Quant aux adolescents, ils brillaient par leur absence, alors que la veille, ils étaient plusieurs à battre le rythme sur les airs des BB.
L’ouverture
Mélodramatique à souhait. Un superbe crescendo mariant percussions, guitare électrique, claviers et cuivres. Tout de noir vêtu, Diamond est apparu sans crier gare au milieu du décor. Muni de sa guitare, le chanteur a pris la pose sous les cris des spectateurs avant d’entonner Soolaimon (African Trilogy II).
Une entrée en matière pompeuse, mais diablement efficace, semblant tout droit sortir de la bande originale du Roi Lion. Mais compte tenu de l’année de parution du morceau (1970), impossible d’accuser le chanteur de plagiat. Quant à Elton John et ses acolytes du Lion King, c’est une autre histoire…
Présence sur scène
Un vrai pro, ce Neil Diamond. La scène n’a plus de secret pour lui. Il pose les bons gestes au bon moment… avec élégance et raffinement. Regards complices avec ses admiratrices, démarche assurée… On sent les années d’expérience et les séries de concerts dans les casinos de Las Vegas. Malgré nos réserves, on tombe sous le charme en deux temps trois mouvements! Il fallait voir ses déhanchements sur You Got to Me... À en juger par la réaction de l’auditoire, la magie opère toujours.
Allocutions
Hormis un « Bonsoir Montréal » en lever de rideau, Neil Diamond s’est montré peu loquace durant les 60 premières minutes du concert. Mais une fois la glace brisée, impossible de l’arrêter! « Je me suis buté aux portes des maisons de disque pendant huit longues années en début de carrière », a-t-il notamment raconté avant d’entonner son premier succès, Solitary Man (1966).
Les tubes
Une véritable machine à tubes, ce Neil Diamond. Des mélodies parfaitement construites qui ont traversé les époques et les modes. Ses chansons ont fait l’objet d’un nombre incalculable de reprises au fil du temps. Le chanteur s’est réapproprié plusieurs d’entre elles durant sa prestation de deux heures.
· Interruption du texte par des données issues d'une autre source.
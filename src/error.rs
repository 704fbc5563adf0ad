// src/error.rs - Crate-wide error types
//
// Layering: operation-level enums (open/demux/decode/encode/mux/filter)
// wrap raw FFmpeg return codes; the top-level `Error` aggregates them.

use thiserror::Error;

pub type Result<T> = std::result::Result<T, Error>;

/// A raw FFmpeg error code paired with its `av_strerror` text.
#[derive(Debug, Clone, Error)]
#[error("{msg} (averror {code})")]
pub struct AvError {
    pub code: i32,
    pub msg: String,
}

impl AvError {
    pub fn new(code: i32) -> Self {
        Self {
            code,
            msg: crate::media::context::av_err2str(code),
        }
    }
}

impl From<i32> for AvError {
    fn from(code: i32) -> Self {
        Self::new(code)
    }
}

#[derive(Debug, Error)]
pub enum OpenInputError {
    #[error("unsupported url scheme: {0}")]
    UnsupportedScheme(String),
    #[error("failed to open input: {0}")]
    Av(AvError),
}

#[derive(Debug, Error)]
pub enum DemuxingError {
    #[error("demuxer thread could not be spawned")]
    ThreadSpawn,
}

#[derive(Debug, Error)]
pub enum DecodingError {
    #[error("no video stream in input")]
    NoVideoStream,
    #[error("decoder not found for codec id {0}")]
    DecoderNotFound(i32),
    #[error("failed to open decoder: {0}")]
    Open(AvError),
    #[error("failed to download hardware frame: {0}")]
    HwTransfer(AvError),
}

#[derive(Debug, Error)]
pub enum EncodingError {
    #[error("encoder not found for name {0:?}")]
    EncoderNotFound(String),
    #[error("failed to open encoder: {0}")]
    Open(AvError),
    #[error("failed to encode frame: {0}")]
    Encode(AvError),
    #[error("encoder not initialized")]
    NotInitialized,
}

#[derive(Debug, Error)]
pub enum MuxingError {
    #[error("unsupported output url: {0}")]
    UnsupportedUrl(String),
    #[error("failed to allocate output context: {0}")]
    AllocOutput(AvError),
    #[error("failed to open output io: {0}")]
    OpenIo(AvError),
    #[error("failed to write header: {0}")]
    WriteHeader(AvError),
}

#[derive(Debug, Error)]
pub enum FilterError {
    #[error("filter {0:?} not available")]
    NotAvailable(&'static str),
    #[error("failed to build filter graph: {0}")]
    Build(AvError),
    #[error("failed to feed filter graph: {0}")]
    Feed(AvError),
}

#[derive(Debug, Error)]
pub enum Error {
    #[error(transparent)]
    OpenInput(#[from] OpenInputError),
    #[error(transparent)]
    Demuxing(#[from] DemuxingError),
    #[error(transparent)]
    Decoding(#[from] DecodingError),
    #[error(transparent)]
    Encoding(#[from] EncodingError),
    #[error(transparent)]
    Muxing(#[from] MuxingError),
    #[error(transparent)]
    Filter(#[from] FilterError),
    #[error("buffer underflow: needed {needed} bytes, have {available}")]
    BufferUnderflow { needed: usize, available: usize },
}
// src/stat.rs - Sliding-window throughput meter
//
// Rates are computed over a ring of 1-second buckets: each bucket
// snapshots the cumulative count, and the rate is the delta between the
// newest and oldest snapshot divided by their time span. Updates within
// the same second only bump the cumulative count.

use crate::time::monotonic_ms;

const DEFAULT_RANGE: usize = 5;
const BUCKET_INTERVAL_MS: u64 = 1000;

#[derive(Clone, Copy, Default)]
struct Bucket {
    count: u64,
    time_ms: u64,
}

/// Items-per-second / kbps meter over the last `range` seconds.
pub struct RateMeter {
    buckets: Vec<Bucket>,
    current: usize,
    recorded: usize,
    total: u64,
    last_bucket_ms: u64,
}

impl Default for RateMeter {
    fn default() -> Self {
        Self::new(DEFAULT_RANGE)
    }
}

impl RateMeter {
    pub fn new(range: usize) -> Self {
        let range = range.max(2);
        Self {
            buckets: vec![Bucket::default(); range],
            current: 0,
            recorded: 0,
            total: 0,
            last_bucket_ms: 0,
        }
    }

    /// Record `n` items (or bytes). A new bucket is opened at most once
    /// per second; intermediate updates accumulate into the total.
    pub fn update(&mut self, n: u64) {
        self.total += n;
        let now = monotonic_ms();
        if self.last_bucket_ms > 0 && now - self.last_bucket_ms < BUCKET_INTERVAL_MS {
            return;
        }

        self.last_bucket_ms = now;
        self.buckets[self.current] = Bucket {
            count: self.total,
            time_ms: now,
        };
        self.current = (self.current + 1) % self.buckets.len();
        if self.recorded < self.buckets.len() {
            self.recorded += 1;
        }
    }

    pub fn reset(&mut self) {
        for b in &mut self.buckets {
            *b = Bucket::default();
        }
        self.current = 0;
        self.recorded = 0;
        self.total = 0;
        self.last_bucket_ms = 0;
    }

    /// Items per second over the recorded window.
    pub fn speed(&self) -> f64 {
        if self.recorded < 2 {
            return 0.0;
        }

        let len = self.buckets.len();
        let (newest, oldest) = if self.recorded < len {
            (self.current.saturating_sub(1), 0)
        } else {
            ((len + self.current - 1) % len, self.current)
        };

        let time_diff = self.buckets[newest]
            .time_ms
            .saturating_sub(self.buckets[oldest].time_ms);
        if time_diff == 0 {
            return 0.0;
        }
        let count_diff = self.buckets[newest].count - self.buckets[oldest].count;
        count_diff as f64 * 1000.0 / time_diff as f64
    }

    /// Kilobits per second, interpreting counts as bytes.
    pub fn kbps(&self) -> f64 {
        self.speed() * 8.0 * 0.001
    }

    #[cfg(test)]
    fn total(&self) -> u64 {
        self.total
    }
}
fn send_welcome(stream: &mut TcpStream) -> std::io::Result<()> {
    stream.write_all(
        b"\r\n=== otl admin console ===\r\n\
          Type 'help' for available commands\r\n\
          Type 'quit' to disconnect\r\n\r\n",
    )
}

fn client_loop(stream: TcpStream, key: usize, sinks: Arc<Sinks>) {
    let peer = stream
        .peer_addr()
        .map(|a| a.to_string())
        .unwrap_or_else(|_| "?".into());
    let mut writer = match stream.try_clone() {
        Ok(s) => s,
        Err(_) => return,
    };
    let mut reader = BufReader::new(stream);

    if send_welcome(&mut writer).is_err() {
        remove_client(&sinks, key);
        return;
    }

    let mut line = String::new();
    loop {
        if writer.write_all(PROMPT.as_bytes()).is_err() {
            break;
        }
        line.clear();
        match reader.read_line(&mut line) {
            Ok(0) | Err(_) => break,
            Ok(_) => {}
        }
        let trimmed = line.trim();
        if trimmed.is_empty() {
            continue;
        }

        let (response, disconnect) = process_command(trimmed);
        if writer.write_all(response.as_bytes()).is_err() {
            break;
        }
        if disconnect {
            break;
        }
    }

    remove_client(&sinks, key);
    let _ = writer.shutdown(Shutdown::Both);
    info!("console client {peer} disconnected");
}

fn remove_client(sinks: &Sinks, key: usize) {
    let mut clients = sinks.clients.lock().unwrap_or_else(|p| p.into_inner());
    if clients.contains(key) {
        clients.remove(key);
    }
}

/// Accept thread plus per-client threads; fan-out goes through the
/// shared client slab owned by [`Sinks`].
pub(crate) struct ConsoleServer {
    stop: Arc<AtomicBool>,
    accept_thread: Option<JoinHandle<()>>,
    sinks: Arc<Sinks>,
}

impl ConsoleServer {
    pub(crate) fn start(
        port: u16,
        max_connections: usize,
        sinks: Arc<Sinks>,
    ) -> Option<ConsoleServer> {
        let listener = match TcpListener::bind(("0.0.0.0", port)) {
            Ok(l) => l,
            Err(e) => {
                error!("admin console cannot bind port {port}: {e}");
                return None;
            }
        };
        if let Err(e) = listener.set_nonblocking(true) {
            error!("admin console cannot set nonblocking: {e}");
            return None;
        }

        let stop = Arc::new(AtomicBool::new(false));
        let accept_stop = stop.clone();
        let accept_sinks = sinks.clone();

        let accept_thread = std::thread::Builder::new()
            .name("otl-console".into())
            .spawn(move || {
                info!("admin console listening on port {port}");
                while !accept_stop.load(Ordering::Acquire) {
                    match listener.accept() {
                        Ok((mut stream, addr)) => {
                            let key = {
                                let mut clients = accept_sinks
                                    .clients
                                    .lock()
                                    .unwrap_or_else(|p| p.into_inner());
                                if clients.len() >= max_connections {
                                    None
                                } else {
                                    stream
                                        .try_clone()
                                        .ok()
                                        .map(|write_half| clients.insert(write_half))
                                }
                            };

                            match key {
                                Some(key) => {
                                    info!("console client connected: {addr}");
                                    let sinks = accept_sinks.clone();
                                    let spawned = std::thread::Builder::new()
                                        .name("otl-console-client".into())
                                        .spawn(move || client_loop(stream, key, sinks));
                                    if spawned.is_err() {
                                        remove_client(&accept_sinks, key);
                                    }
                                }
                                None => {
                                    warn!("console connection refused at capacity: {addr}");
                                    let _ = stream
                                        .write_all(b"Too many connections, try later.\r\n");
                                    let _ = stream.shutdown(Shutdown::Both);
                                }
                            }
                        }
                        Err(e) if e.kind() == std::io::ErrorKind::WouldBlock => {
                            std::thread::sleep(Duration::from_millis(ACCEPT_POLL_MS));
                        }
                        Err(e) => {
                            warn!("admin console accept error: {e}");
                            std::thread::sleep(Duration::from_millis(ACCEPT_POLL_MS));
                        }
                    }
                }
            })
            .ok();

        Some(ConsoleServer {
            stop,
            accept_thread,
            sinks,
        })
    }

    /// Stops accepting, closes every client socket, joins the accept
    /// thread. Client threads exit on their broken sockets.
    pub(crate) fn stop(mut self) {
        self.stop.store(true, Ordering::Release);
        if let Some(handle) = self.accept_thread.take() {
            let _ = handle.join();
        }
        let mut clients = self.sinks.clients.lock().unwrap_or_else(|p| p.into_inner());
        for (_, stream) in clients.iter() {
            let _ = stream.shutdown(Shutdown::Both);
        }
        clients.clear();
    }
}
// src/media/context.rs - Owned FFmpeg context wrappers and FFI helpers

use ffmpeg_sys_next::{
    av_dict_set, av_strerror, avformat_close_input, avformat_free_context,
    avformat_network_init, AVDictionary, AVFormatContext, AVIOContext, avio_closep, AVFMT_NOFILE,
};
use std::ffi::{CStr, CString};
use std::ptr::null_mut;
use std::sync::Once;

const ERRBUF_SIZE: usize = 64;

/// Text for an FFmpeg error code via `av_strerror`.
pub fn av_err2str(code: i32) -> String {
    let mut buf = [0 as libc::c_char; ERRBUF_SIZE];
    unsafe {
        if av_strerror(code, buf.as_mut_ptr(), ERRBUF_SIZE) < 0 {
            return format!("unknown error {code}");
        }
        CStr::from_ptr(buf.as_ptr()).to_string_lossy().into_owned()
    }
}

/// One-time process-wide FFmpeg network initialization.
pub fn ensure_ffmpeg_init() {
    static INIT: Once = Once::new();
    INIT.call_once(|| unsafe {
        avformat_network_init();
    });
}

/// Build an `AVDictionary` from key/value pairs. The caller owns the
/// returned dictionary and frees it with `av_dict_free`.
pub(crate) fn dict_from_pairs(pairs: &[(&str, &str)]) -> *mut AVDictionary {
    let mut dict: *mut AVDictionary = null_mut();
    for (key, value) in pairs {
        let (Ok(key), Ok(value)) = (CString::new(*key), CString::new(*value)) else {
            continue;
        };
        unsafe {
            av_dict_set(&mut dict, key.as_ptr(), value.as_ptr(), 0);
        }
    }
    dict
}

/// Owns an input `AVFormatContext`; closed via `avformat_close_input`.
pub(crate) struct InputFormatContext {
    pub(crate) fmt_ctx: *mut AVFormatContext,
}

// SAFETY: the context is owned exclusively by the driver thread that
// created it; no other thread dereferences the pointer. FFmpeg format
// contexts carry no thread affinity once opened.
unsafe impl Send for InputFormatContext {}

impl InputFormatContext {
    pub(crate) fn new(fmt_ctx: *mut AVFormatContext) -> Self {
        Self { fmt_ctx }
    }
}

impl Drop for InputFormatContext {
    fn drop(&mut self) {
        if !self.fmt_ctx.is_null() {
            unsafe {
                avformat_close_input(&mut self.fmt_ctx);
            }
        }
    }
}

/// Owns an output `AVFormatContext` plus its avio handle.
pub(crate) struct OutputFormatContext {
    pub(crate) fmt_ctx: *mut AVFormatContext,
    pub(crate) io_open: bool,
}

// SAFETY: same exclusive-ownership argument as InputFormatContext; the
// writer thread is the only dereferencer after construction.
unsafe impl Send for OutputFormatContext {}

impl OutputFormatContext {
    pub(crate) fn new(fmt_ctx: *mut AVFormatContext) -> Self {
        Self {
            fmt_ctx,
            io_open: false,
        }
    }

    pub(crate) fn needs_io_open(&self) -> bool {
        unsafe { !self.fmt_ctx.is_null() && ((*(*self.fmt_ctx).oformat).flags & AVFMT_NOFILE) == 0 }
    }

    pub(crate) fn close_io(&mut self) {
        if self.io_open && !self.fmt_ctx.is_null() {
            unsafe {
                let pb: *mut *mut AVIOContext = &mut (*self.fmt_ctx).pb;
                avio_closep(pb);
            }
            self.io_open = false;
        }
    }
}

impl Drop for OutputFormatContext {
    fn drop(&mut self) {
        self.close_io();
        if !self.fmt_ctx.is_null() {
            unsafe {
                avformat_free_context(self.fmt_ctx);
            }
            self.fmt_ctx = null_mut();
        }
    }
}

#[cfg(test)]
mod tests {
    use super::*;

    #[test]
    fn test_av_err2str_known_code() {
        // AVERROR(EINVAL)
        let msg = av_err2str(ffmpeg_sys_next::AVERROR(libc::EINVAL));
        assert!(!msg.is_empty());
    }

    #[test]
    fn test_dict_from_pairs_skips_interior_nul() {
        let dict = dict_from_pairs(&[("rtsp_transport", "tcp"), ("bad\0key", "x")]);
        unsafe {
            let entry = ffmpeg_sys_next::av_dict_get(
                dict,
                c"rtsp_transport".as_ptr(),
                std::ptr::null(),
                0,
            );
            assert!(!entry.is_null());
            let mut dict = dict;
            ffmpeg_sys_next::av_dict_free(&mut dict);
        }
    }
}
Des exemples ? Girl, You’ll Be a Woman Soon, revisitée par Urge Overkill sur la bande originale du fameux Pulp Fiction de Quentin Tarantino. Red Red Wine, que le groupe australien UB40 a transformée en langoureux classique de bar au milieu des années 1980. You Don’t Bring Me Flowers, un duo avec Barbra Streisand qu’il a chanté avec une de ses choristes. Et I’m a Believer, que les enfants associent aux aventures de l’ogre Shrek (une reprise de Smash Mouth en 2001). Diamond a transformé ce hit des Monkees en ballade bien sentie hier soir.
L’entracte
Bien qu’il ait soufflé ses 71 bougies en janvier, Neil Diamond ne s’est pas offert de répit. Et c’est très bien ainsi. On n’a jamais compris ce besoin de scinder un concert en deux parties.
La première partie
Neil Diamond n’avait retenu les services d’aucun artiste pour réchauffer la salle. Une décision qui a semblé ravir l’auditoire, qui a chaudement applaudi la nouvelle lorsque l’annonceur maison du Centre Bell en a fait mention quelques minutes avant le début du concert.